# What's the "duh"mest thing you've done...



## RCMits (Jan 1, 1970)

With the new year rolling close, it's time to reflect on the years past and the dumbest things you've done in RC this year? It's the "DUH" moment to reflect on and laugh about... while sharing it for us to smirk and go "Hey I've done that!".

_Examples: dead battery, forget to tighten down wheel nut, forget to change crystal, realize Spektrum doesnt need crystals, superglue hands to chassis..._


----------



## RCMits (Jan 1, 1970)

I'll start:

1. I was trying to set toe-in toe-out with a gauge, and was adjusting the camber rod intead wondering why it wasn't getting straight only to realize one tire was MASSIVELY tweaked with negative camber!










2. Wasn't done *this* year but I've actually soldered a motor backwards in the rush of a qualifier that came up faster than I could imagine. My TC3 shot backwards from the pole spot to last place in a matter of seconds. Talk about a "hole" shot....











What's yours?


----------



## HPIFreak (Feb 17, 2003)

i qalified like 6th in the truggy A Main in an Ohio RC Pro series race. started my car, had my pit man get to my grid spot. 5 seconds to start and it flames out! we pull it off the track and spend about 5 minutes trying to start it before realizing that it was just out of gas!!!!! forgot to fuel up before going out to the track. that wont happen in 08 ill tell ya that!


----------



## OvalmanPA (Mar 21, 2000)

Not this year but the DUHmest thing I believe I've ever done is completely rebuilt a Emaxx. Put the rear differential case back in and went to run it. Front wheels went forward, back wheels went backward.  Good thing I tried it before it was time to race that weekend.


----------



## AJS (Mar 21, 2002)

OvalmanPA, did the about the same thing with a pulling clodbuster, soldered the rear motor in backwards, set it on the track and all the tires spun, but it took a little bit to realized that they were turning in opposite directions. LOL


----------



## ScottH (Nov 24, 2005)

I cycled a pack of batteries that we run in our BRP cars.

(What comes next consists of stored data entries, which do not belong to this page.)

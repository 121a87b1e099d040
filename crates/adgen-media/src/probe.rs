//! FFprobe media information.

use serde::{Deserialize, Serialize};
use std::path::Path;
use std::process::Stdio;
use tokio::process::Command;

use crate::command::check_ffprobe;
use crate::error::{MediaError, MediaResult};

/// Audio/video file information.
#[derive(Debug, Clone, PartialEq, Serialize, Deserialize)]
pub struct MediaInfo {
    /// Duration in seconds
    pub duration: f64,
    /// Width of the first video stream
    pub width: Option<u32>,
    /// Height of the first video stream
    pub height: Option<u32>,
    pub has_audio: bool,
    pub has_video: bool,
}

impl MediaInfo {
    /// Video dimensions, if the file has a video stream with known size.
    pub fn dimensions(&self) -> Option<(u32, u32)> {
        match (self.width, self.height) {
            (Some(w), Some(h)) if w > 0 && h > 0 => Some((w, h)),
            _ => None,
        }
    }
}

/// FFprobe JSON output format.
#[derive(Debug, Deserialize)]
struct FfprobeOutput {
    #[serde(default)]
    format: Option<FfprobeFormat>,
    #[serde(default)]
    streams: Vec<FfprobeStream>,
}

#[derive(Debug, Deserialize)]
struct FfprobeFormat {
    duration: Option<String>,
}

#[derive(Debug, Deserialize)]
struct FfprobeStream {
    codec_type: String,
    width: Option<u32>,
    height: Option<u32>,
    duration: Option<String>,
}

/// Probe an audio or video file.
pub async fn probe_media(path: impl AsRef<Path>) -> MediaResult<MediaInfo> {
    let path = path.as_ref();

    if !path.exists() {
        return Err(MediaError::FileNotFound(path.to_path_buf()));
    }

    let ffprobe = check_ffprobe()?;

    let output = Command::new(ffprobe)
        .args([
            "-v",
            "quiet",
            "-print_format",
            "json",
            "-show_format",
            "-show_streams",
        ])
        .arg(path)
        .stdin(Stdio::null())
        .stdout(Stdio::piped())
        .stderr(Stdio::piped())
        .output()
        .await?;

    if !output.status.success() {
        return Err(MediaError::FfprobeFailed {
            message: format!("FFprobe failed on {}", path.display()),
            stderr: Some(String::from_utf8_lossy(&output.stderr).to_string()),
        });
    }

    parse_probe_output(&output.stdout)
}

/// Interpret FFprobe's JSON output.
fn parse_probe_output(stdout: &[u8]) -> MediaResult<MediaInfo> {
    let probe: FfprobeOutput = serde_json::from_slice(stdout)?;

    // Container duration first, longest stream otherwise
    let duration = probe
        .format
        .as_ref()
        .and_then(|f| f.duration.as_deref())
        .and_then(|d| d.parse::<f64>().ok())
        .or_else(|| {
            probe
                .streams
                .iter()
                .filter_map(|s| s.duration.as_deref()?.parse::<f64>().ok())
                .reduce(f64::max)
        })
        .filter(|d| d.is_finite() && *d > 0.0)
        .ok_or_else(|| MediaError::invalid_media("no usable duration"))?;

    let video = probe.streams.iter().find(|s| s.codec_type == "video");

    Ok(MediaInfo {
        duration,
        width: video.and_then(|s| s.width),
        height: video.and_then(|s| s.height),
        has_audio: probe.streams.iter().any(|s| s.codec_type == "audio"),
        has_video: video.is_some(),
    })
}
//! Lexical preprocessing of search text
//!
//! Produces normalized variants of a text fragment to broaden keyword
//! search recall: the lowercased base form, an article-stripped form,
//! individual keyword tokens, and joined token forms.

use once_cell::sync::Lazy;
use regex::Regex;
use std::collections::HashSet;

/// Regex pattern for a leading English article followed by whitespace
static ARTICLE_PATTERN: Lazy<Regex> = Lazy::new(|| Regex::new(r"^(?:the|a|an)\s+").unwrap());

/// Tokens at or below this length are dropped when splitting into keywords
const MAX_STOPWORD_CHARS: usize = 2;

/// Ordered string set: insertion order preserved, duplicates dropped
#[derive(Debug, Default)]
pub(crate) struct VariantSet {
    items: Vec<String>,
    seen: HashSet<String>,
}

impl VariantSet {
    /// Create an empty set
    pub(crate) fn new() -> Self {
        Self::default()
    }

    /// Add a variant unless an equal string was already added
    pub(crate) fn push(&mut self, variant: impl Into<String>) {
        let variant = variant.into();
        if self.seen.insert(variant.clone()) {
            self.items.push(variant);
        }
    }

    /// Add each variant in order
    pub(crate) fn extend<I>(&mut self, variants: I)
    where
        I: IntoIterator<Item = String>,
    {
        for variant in variants {
            self.push(variant);
        }
    }

    /// Consume the set, returning the variants in insertion order
    pub(crate) fn into_vec(self) -> Vec<String> {
        self.items
    }

    /// Number of variants collected so far
    pub(crate) fn len(&self) -> usize {
        self.items.len()
    }
}

/// Generate lexical variants of a text fragment.
///
/// Returns an ordered, deduplicated list containing the lowercased and
/// trimmed base form, the base with a leading article stripped, each
/// whitespace token longer than two characters, and (when more than one
/// token survives) the space-joined and concatenated token forms.
/// Empty input yields no variants; whitespace-only input yields the
/// single empty base variant.
pub fn preprocess_search_text(text: &str) -> Vec<String> {
    if text.is_empty() {
        return Vec::new();
    }

    let base = text.to_lowercase().trim().to_string();
    let mut variants = VariantSet::new();
    variants.push(base.clone());
    variants.push(ARTICLE_PATTERN.replace(&base, "").into_owned());

    let tokens: Vec<&str> = base
        .split_whitespace()
        .filter(|token| token.chars().count() > MAX_STOPWORD_CHARS)
        .collect();
    for token in &tokens {
        variants.push(token.to_string());
    }

    if tokens.len() > 1 {
        variants.push(tokens.join(" "));
        variants.push(tokens.concat());
    }

    variants.into_vec()
}

#[cfg(test)]
mod tests {
    use super::*;

    #[test]
    fn test_empty_input_yields_nothing() {
        assert!(preprocess_search_text("").is_empty());
    }

    #[test]
    fn test_base_variant_is_lowercased_and_trimmed() {
        let variants = preprocess_search_text("  Custom Homes  ");
        assert_eq!(variants[0], "custom homes");
    }

    #[test]
    fn test_leading_article_stripped() {
        let variants = preprocess_search_text("The Junction");
        assert!(variants.contains(&"the junction".to_string()));
        assert!(variants.contains(&"junction".to_string()));
    }

    #[test]
    fn test_short_tokens_filtered() {
        let variants = preprocess_search_text("to be or not");
        // "to", "be", "or" are all <= 2 chars; only "not" survives
        assert!(variants.contains(&"not".to_string()));
        assert!(!variants.contains(&"to".to_string()));
        assert!(!variants.contains(&"be".to_string()));
    }

    #[test]
    fn test_joined_forms_for_multiple_tokens() {
        let variants = preprocess_search_text("custom home builds");
        assert!(variants.contains(&"custom home builds".to_string()));
        assert!(variants.contains(&"customhomebuilds".to_string()));
    }

    #[test]
    fn test_single_token_has_no_joined_forms() {
        let variants = preprocess_search_text("junction");
        assert_eq!(variants, vec!["junction".to_string()]);
    }

    #[test]
    fn test_whitespace_only_yields_empty_base() {
        let variants = preprocess_search_text("   ");
        assert_eq!(variants, vec![String::new()]);
    }

    #[test]
    fn test_no_duplicates() {
        let variants = preprocess_search_text("the the junction junction");
        let mut seen = std::collections::HashSet::new();
        for v in &variants {
            assert!(seen.insert(v.clone()), "duplicate variant: {}", v);
        }
    }

    #[test]
    fn test_variant_set_preserves_insertion_order() {
        let mut set = VariantSet::new();
        set.push("b");
        set.push("a");
        set.push("b");
        set.push("c");
        assert_eq!(set.into_vec(), vec!["b", "a", "c"]);
    }
}
//! Domain synonym table
//!
//! Maps trigger substrings to hand-authored alternate queries for topics
//! the deployment's content covers. Kept in configuration so
//! deployment-specific vocabulary stays out of the expansion logic.

use anyhow::{anyhow, Result};
use serde::{Deserialize, Serialize};

/// One synonym table entry
#[derive(Debug, Clone, PartialEq, Eq, Serialize, Deserialize)]
pub struct SynonymEntry {
    /// Substring matched against the lowercased query
    pub trigger: String,
    /// Alternate queries appended when the trigger matches
    pub expansions: Vec<String>,
}

/// Ordered table of domain synonym entries
#[derive(Debug, Clone, PartialEq, Eq, Serialize, Deserialize)]
#[serde(transparent)]
pub struct SynonymTable {
    entries: Vec<SynonymEntry>,
}

impl Default for SynonymTable {
    fn default() -> Self {
        Self {
            entries: vec![SynonymEntry {
                trigger: "junction".to_string(),
                expansions: vec![
                    "the junction".to_string(),
                    "junction development".to_string(),
                    "junction project".to_string(),
                    "junction custom homes".to_string(),
                ],
            }],
        }
    }
}

impl SynonymTable {
    /// Create a table from a list of entries
    pub fn new(entries: Vec<SynonymEntry>) -> Self {
        Self { entries }
    }

    /// Create a table with no entries
    pub fn empty() -> Self {
        Self {
            entries: Vec::new(),
        }
    }

    /// Entries in table order
    pub fn entries(&self) -> &[SynonymEntry] {
        &self.entries
    }

    /// Collect expansions from every entry whose trigger occurs in the
    /// lowercased query, in table order.
    pub fn expansions_for(&self, lowered_query: &str) -> Vec<String> {
        let mut expansions = Vec::new();
        for entry in &self.entries {
            if lowered_query.contains(&entry.trigger.to_lowercase()) {
                tracing::debug!(trigger = %entry.trigger, "synonym entry matched");
                expansions.extend(entry.expansions.iter().cloned());
            }
        }
        expansions
    }

    /// Validate the table
    pub fn validate(&self) -> Result<()> {
        for entry in &self.entries {
            if entry.trigger.trim().is_empty() {
                return Err(anyhow!("Synonym entry has an empty trigger"));
            }
            if entry.expansions.is_empty() {
                return Err(anyhow!(
                    "Synonym entry '{}' has no expansions",
                    entry.trigger
                ));
            }
        }
        Ok(())
    }
}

I charged it at six amps and discharged it at 30.

That would not have been a problem if they were not AA's.

DOH!!

I know a couple of guys that forgot to put fuel in their cars before running a Nitro race. :wave:


----------



## L4OvalRacer (May 27, 2007)

2 4200mah 6cell batteries touching in the trunk of a 2003 Dale Earnhardt EDI Monte Carlo. Catching fire to everything except the car.

Tire Traction
Motor spray
3 L4s
3 Brushless sustems
all 25 NIMH 4200mah batteries
a small Lipo pack (was not very cool!)
One of a kind Dale Earnhardt body

Luckly the car was fine and we are all still alive.

Only out $1000.00

Now thats stupid!!!!


----------



## Kenwood (Oct 18, 2004)

Ive done the motor backwards thing...more than a few times...Funniest was in columbus when the horn sounded in 19T the car ripped backwards hitting and ramping over the second place qualifier and launching over #3 and hitting qualifier #4...LOL...We could not recreate that if we tried...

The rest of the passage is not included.